Grape seed extract is used as an antioxidant and for circulatory problems, varicose veins, sports injuries, and vision problems.

Historical Uses

Grapes have been eaten and consumed in wines for centuries. Grape seed extract was patented in 1970.

Growth

Wild grapes grow in warm regions of the northern hemisphere, South Africa, and South America.

Part Used

• Seed (red grape, crushed)

Major Chemical Compounds

• Essential fatty acids

• Vitamin E

• Procyanidins (antioxidant chemicals)

Flavonoids

Grape Seed: Clinical Uses

Grape seed extract is used as an antioxidant and for circulatory problems, varicose veins, sports injuries, and vision problems.

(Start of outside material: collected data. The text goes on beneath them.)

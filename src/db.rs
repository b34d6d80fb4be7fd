//! Shared persistence operations.
//!
//! CRUD that belongs to a single endpoint lives next to its handler; the
//! queries here are shared between checkout, settlement and dispatch, or
//! must stay single-statement so concurrent settlements cannot race
//! (stock decrement, coupon usage).

use chrono::{DateTime, Utc};
use rust_decimal::Decimal;
use serde::Serialize;
use sqlx::{FromRow, PgPool};
use uuid::Uuid;

use crate::domain::coupon::{Coupon, DiscountType};
use crate::domain::finance::FinanceBox;
use crate::domain::money::Money;

#[derive(Debug, Clone, Serialize, FromRow)]
pub struct CouponRow {
    pub id: Uuid,
    pub code: String,
    pub description: Option<String>,
    pub discount_type: String,
    pub discount_value: Decimal,
    pub min_order_value: Option<i64>,
    pub max_uses: Option<i32>,
    pub used_count: i32,
    pub valid_from: Option<DateTime<Utc>>,
    pub valid_until: Option<DateTime<Utc>>,
    pub is_active: bool,
    pub created_at: DateTime<Utc>,
}

impl From<CouponRow> for Coupon {
    fn from(row: CouponRow) -> Self {
        Coupon {
            code: row.code,
            description: row.description,
            discount_type: DiscountType::from_db(&row.discount_type),
            discount_value: row.discount_value,
            min_order_value: row.min_order_value.map(Money::from_cents),
            max_uses: row.max_uses,
            used_count: row.used_count,
            valid_from: row.valid_from,
            valid_until: row.valid_until,
            is_active: row.is_active,
        }
    }
}

#[derive(Debug, Clone, Serialize, FromRow)]
pub struct OrderRow {
    pub id: Uuid,
    pub order_number: String,
    pub status: String,
    pub subtotal_cents: Money,
    pub discount_cents: Money,
    pub shipping_cents: Money,
    pub total_cents: Money,
    pub coupon_code: Option<String>,
    pub address: String,
    pub shipping_provider: Option<String>,
    pub distance_km: f64,
    pub eta_minutes: Option<i64>,
    pub payment_method: String,
    pub created_at: DateTime<Utc>,
    pub updated_at: DateTime<Utc>,
}

#[derive(Debug, Clone, Serialize, FromRow)]
pub struct OrderItemRow {
    pub id: Uuid,
    pub order_id: Uuid,
    pub product_id: Uuid,
    pub weight_grams: i64,
    pub price_per_kg_cents: Money,
    pub line_total_cents: Money,
}

#[derive(Debug, Clone, Serialize, FromRow)]
pub struct FinanceBoxRow {
    pub id: Uuid,
    pub order_id: Uuid,
    pub box_key: String,
    pub amount_cents: Money,
    pub created_at: DateTime<Utc>,
}

pub async fn find_coupon_by_code(pool: &PgPool, code: &str) -> sqlx::Result<Option<CouponRow>> {
    let normalized = code.trim().to_uppercase();
    sqlx::query_as::<_, CouponRow>("SELECT * FROM coupons WHERE upper(code) = $1")
        .bind(&normalized)
        .fetch_optional(pool)
        .await
}

pub async fn find_order(pool: &PgPool, order_id: Uuid) -> sqlx::Result<Option<OrderRow>> {
    sqlx::query_as::<_, OrderRow>("SELECT * FROM orders WHERE id = $1")
        .bind(order_id)
        .fetch_optional(pool)
        .await
}

pub async fn fetch_order_items(pool: &PgPool, order_id: Uuid) -> sqlx::Result<Vec<OrderItemRow>> {
    sqlx::query_as::<_, OrderItemRow>("SELECT * FROM order_items WHERE order_id = $1")
        .bind(order_id)
        .fetch_all(pool)
        .await
}

pub async fn fetch_finance_boxes(
    pool: &PgPool,
    order_id: Uuid,
) -> sqlx::Result<Vec<FinanceBoxRow>> {
    sqlx::query_as::<_, FinanceBoxRow>(
        "SELECT * FROM finance_boxes WHERE order_id = $1 ORDER BY box_key",
    )
    .bind(order_id)
    .fetch_all(pool)
    .await
}

/// The settlement gate: flips `pending -> paid` and reports whether this
/// call won the transition. A redelivered webhook sees zero rows affected
/// and skips every side effect.
pub async fn mark_order_paid(pool: &PgPool, order_id: Uuid) -> sqlx::Result<bool> {
    let result = sqlx::query(
        "UPDATE orders SET status = 'paid', updated_at = NOW()
         WHERE id = $1 AND status = 'pending'",
    )
    .bind(order_id)
    .execute(pool)
    .await?;
    Ok(result.rows_affected() > 0)
}

/// Atomic, clamped stock decrement. Single statement so concurrent
/// settlements on the same product cannot lose updates, and the floor keeps
/// stock from ever going negative.
pub async fn decrement_stock(pool: &PgPool, product_id: Uuid, grams: i64) -> sqlx::Result<()> {
    sqlx::query(
        "UPDATE products
         SET stock_grams = GREATEST(stock_grams - $2, 0), updated_at = NOW()
         WHERE id = $1",
    )
    .bind(product_id)
    .bind(grams)
    .execute(pool)
    .await?;
    Ok(())
}

/// Inserts the revenue split for an order. `ON CONFLICT DO NOTHING` makes a
/// raced duplicate settlement a no-op per box.
pub async fn insert_finance_boxes(
    pool: &PgPool,
    order_id: Uuid,
    boxes: &[FinanceBox],
) -> sqlx::Result<()> {
    for fbox in boxes {
        sqlx::query(
            "INSERT INTO finance_boxes (id, order_id, box_key, amount_cents)
             VALUES ($1, $2, $3, $4)
             ON CONFLICT (order_id, box_key) DO NOTHING",
        )
        .bind(Uuid::now_v7())
        .bind(order_id)
        .bind(fbox.key.as_str())
        .bind(fbox.amount_cents)
        .execute(pool)
        .await?;
    }
    Ok(())
}

/// Counts one use of a coupon, capped at `max_uses`.
pub async fn register_coupon_use(pool: &PgPool, code: &str) -> sqlx::Result<()> {
    sqlx::query(
        "UPDATE coupons SET used_count = used_count + 1
         WHERE upper(code) = $1
           AND (max_uses IS NULL OR used_count < max_uses)",
    )
    .bind(code.trim().to_uppercase())
    .execute(pool)
    .await?;
    Ok(())
}

pub async fn mark_order_dispatched(
    pool: &PgPool,
    order_id: Uuid,
    fee: Money,
    provider: &str,
) -> sqlx::Result<bool> {
    let result = sqlx::query(
        "UPDATE orders
         SET status = 'dispatched', shipping_cents = $2, shipping_provider = $3,
             updated_at = NOW()
         WHERE id = $1",
    )
    .bind(order_id)
    .bind(fee)
    .bind(provider)
    .execute(pool)
    .await?;
    Ok(result.rows_affected() > 0)
}

#[cfg(test)]
mod tests {
    use super::*;

    #[test]
    fn test_coupon_row_conversion() {
        let row = CouponRow {
            id: Uuid::new_v4(),
            code: "FRETEGRATIS".into(),
            description: None,
            discount_type: "percentage".into(),
            discount_value: Decimal::from(15),
            min_order_value: Some(2500),
            max_uses: Some(10),
            used_count: 3,
            valid_from: None,
            valid_until: None,
            is_active: true,
            created_at: Utc::now(),
        };
        let coupon: Coupon = row.into();
        assert_eq!(coupon.discount_type, DiscountType::Percentage);
        assert_eq!(coupon.min_order_value, Some(Money::from_cents(2500)));
        assert_eq!(coupon.used_count, 3);
    }

    #[test]
    fn test_unknown_discount_type_reads_as_fixed() {
        assert_eq!(DiscountType::from_db("weird"), DiscountType::Fixed);
        assert_eq!(DiscountType::from_db("percentage"), DiscountType::Percentage);
    }
}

It may be beneficial in the treatment of chronic pancreatitis.

Mechanism of Action

Grape seed extract protects against free radicals, which results in its antioxidant effects. Procyanidins strengthen blood vessels. A beneficial effect of grape seed proanthocyanidins is the chemoprevention of cellular damage, although its mechanism is not clearly understood.

Grape Seed: Dosage

Grape seed extract is standardized to 85 to 95 percent procyanidins.

Capsules and tablets: 50 to 100 mg a day for prevention and 150 to 300 mg a day for illness. May take up to 300 mg daily for a maximum of 3 weeks and then decrease to 40 to 80 mg for prevention (Natural Medicines, 2000). Always start with the lowest possible dose.

Side Effects

Grape seed extract may cause mild stomach upset, dizziness, and rash.

Contraindications

• None are known.

Herb-Drug Interactions

Large doses of grape seed should be used cautiously if the patient is taking an anticoagulant.

Pregnancy and Breast-Feeding

No restrictions are known.

Grape Seed: Warnings

• Grape seed may cause mild stomach upset, dizziness, and rash.

• Use grape seed cautiously if you take a blood thinner.